El pueblo actual, en el Tonusco, se fundó en 1546, cinco años después del primero. La decisión de fundarlo en este punto fue evidente: está cerca de las minas de oro de Buriticá, en donde Badillo prendió vivo al cacique.
“De este pueblo que estaba asentado en este cerro, que se llama Buriticá (…) donde está asentada una villa que ha por nombre Santa Fe, que pobló el mismo capitán Jorge Robledo (…) las minas se han hallado muy ricas junto a este pueblo en el río grande de Santa Marta. Cuando es verano sacan los indios y los negros en las playas harta riqueza”, escribió el cronista Pedro Cieza de León.

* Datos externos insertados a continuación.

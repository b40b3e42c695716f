//! Command catalog.
//!
//! Every frame carries a 16-bit command identifier. Identifiers are split into
//! device-bound commands (host → device) and host-bound responses
//! (device → host). The catalog is closed: anything else decodes to
//! [`Command::Unknown`] and is discarded by the session.

use num_enum::{FromPrimitive, IntoPrimitive};
use strum_macros::Display;

#[derive(Debug, Clone, Copy, PartialEq, Eq, Hash, IntoPrimitive, FromPrimitive)]
#[repr(u16)]
pub enum Command {
    // Bulk transfers
    LineDescriptor = 32,
    LineCoordinates = 33,
    PointOfInterest = 34,

    // Simple device-bound commands
    TimeSync = 35,
    Flush = 36,
    Target = 37,
    GpsPosition = 53,

    // Stage start/stop pairs
    Stage1Start = 41,
    Stage1Stop = 42,
    Stage2Start = 60,
    Stage2Stop = 61,
    Stage3Start = 80,
    Stage3Stop = 81,
    Stage4Start = 110,
    Stage4Stop = 111,
    Stage5Start = 130,
    Stage5Stop = 131,

    // Queries
    BrightnessRequest = 85,
    BrightnessResponse = 86,
    CalibrationRequest = 119,
    CalibrationResponse = 120,
    UserConfigRequest = 121,
    UserConfigResponse = 122,
    MagneticFieldRequest = 123,
    MagneticFieldResponse = 124,

    FormatPartition = 133,

    // File system
    FileListRequest = 140,
    FileListResponse = 141,
    FileReadRequest = 142,
    FileReadResponse = 143,
    FileWriteRequest = 144,
    FileWriteResponse = 145,
    FileDeleteRequest = 146,
    FileDeleteResponse = 147,
    FileInfoRequest = 148,
    FileInfoResponse = 149,

    #[num_enum(catch_all)]
    Unknown(u16),
}

impl Command {
    /// Raw wire identifier
    pub fn id(self) -> u16 {
        self.into()
    }

    /// The response identifier the device answers this request with, if any.
    pub fn response(self) -> Option<Command> {
        match self {
            Command::BrightnessRequest => Some(Command::BrightnessResponse),
            Command::CalibrationRequest => Some(Command::CalibrationResponse),
            Command::UserConfigRequest => Some(Command::UserConfigResponse),
            Command::MagneticFieldRequest => Some(Command::MagneticFieldResponse),
            Command::FileListRequest => Some(Command::FileListResponse),
            Command::FileReadRequest => Some(Command::FileReadResponse),
            Command::FileWriteRequest => Some(Command::FileWriteResponse),
            Command::FileDeleteRequest => Some(Command::FileDeleteResponse),
            Command::FileInfoRequest => Some(Command::FileInfoResponse),
            _ => None,
        }
    }

    /// True for identifiers the device sends to the host.
    pub fn is_host_bound(self) -> bool {
        matches!(
            self,
            Command::BrightnessResponse
                | Command::CalibrationResponse
                | Command::UserConfigResponse
                | Command::MagneticFieldResponse
                | Command::FileListResponse
                | Command::FileReadResponse
                | Command::FileWriteResponse
                | Command::FileDeleteResponse
                | Command::FileInfoResponse
        )
    }
}

/// Device stages that are started and stopped with an empty payload.
#[derive(Debug, Clone, Copy, PartialEq, Eq, Display)]
pub enum Stage {
    #[strum(to_string = "stage 1")]
    One,
    #[strum(to_string = "stage 2")]
    Two,
    #[strum(to_string = "stage 3")]
    Three,
    #[strum(to_string = "stage 4")]
    Four,
    #[strum(to_string = "stage 5")]
    Five,
}

impl Stage {
    pub fn start_command(self) -> Command {
        match self {
            Stage::One => Command::Stage1Start,
            Stage::Two => Command::Stage2Start,
            Stage::Three => Command::Stage3Start,
            Stage::Four => Command::Stage4Start,
            Stage::Five => Command::Stage5Start,
        }
    }

    pub fn stop_command(self) -> Command {
        match self {
            Stage::One => Command::Stage1Stop,
            Stage::Two => Command::Stage2Stop,
            Stage::Three => Command::Stage3Stop,
            Stage::Four => Command::Stage4Stop,
            Stage::Five => Command::Stage5Stop,
        }
    }
}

Como pasa siempre donde hay riquezas inusitadas, en Santa Fe hubo excesos de toda clase. Los habitantes cayeron en un “relajamiento de las costumbres” que ni siquiera la fe, la iglesia ni la solemne Semana Santa pudieron aplacar. El pueblo era fecundo para la prostitución y los juegos de azar.
Sucedía esto entre los siglos XVII y XVII. Así lo cuenta el historiador Juan David Montoya lo explica así en el artículo La ciudad y la villa: los años inestables:
“Para desterrar los viejos hábitos, los administradores coloniales ordenaron que se restringieran los excesos de las fiestas, se abrieran calles y fuentes públicas de agua, se construyeran acequias, cárceles, hospitales, cementerios, escuelas de primeras letras y casas de recogidas para las mujeres ‘libertinas’”.
Han pasado varios siglos desde eso y puede que el libertinaje continúe, pero el mundo de hoy es otro. Lo que no ha cambiado es la devoción por la Semana Santa y las figuras. Cada una de las imágenes tiene un “mayordomo” que vela por su bienestar y la arregla para que salga lo mejor posible durante la Semana Santa. La mayordomo de Nuestra Señora de las Angustias, por ejemplo, es Rebeca Martínez, una mujer mayor que la tiene bajo su cuidado desde 1982, cuando heredó la mayordomía de su padre.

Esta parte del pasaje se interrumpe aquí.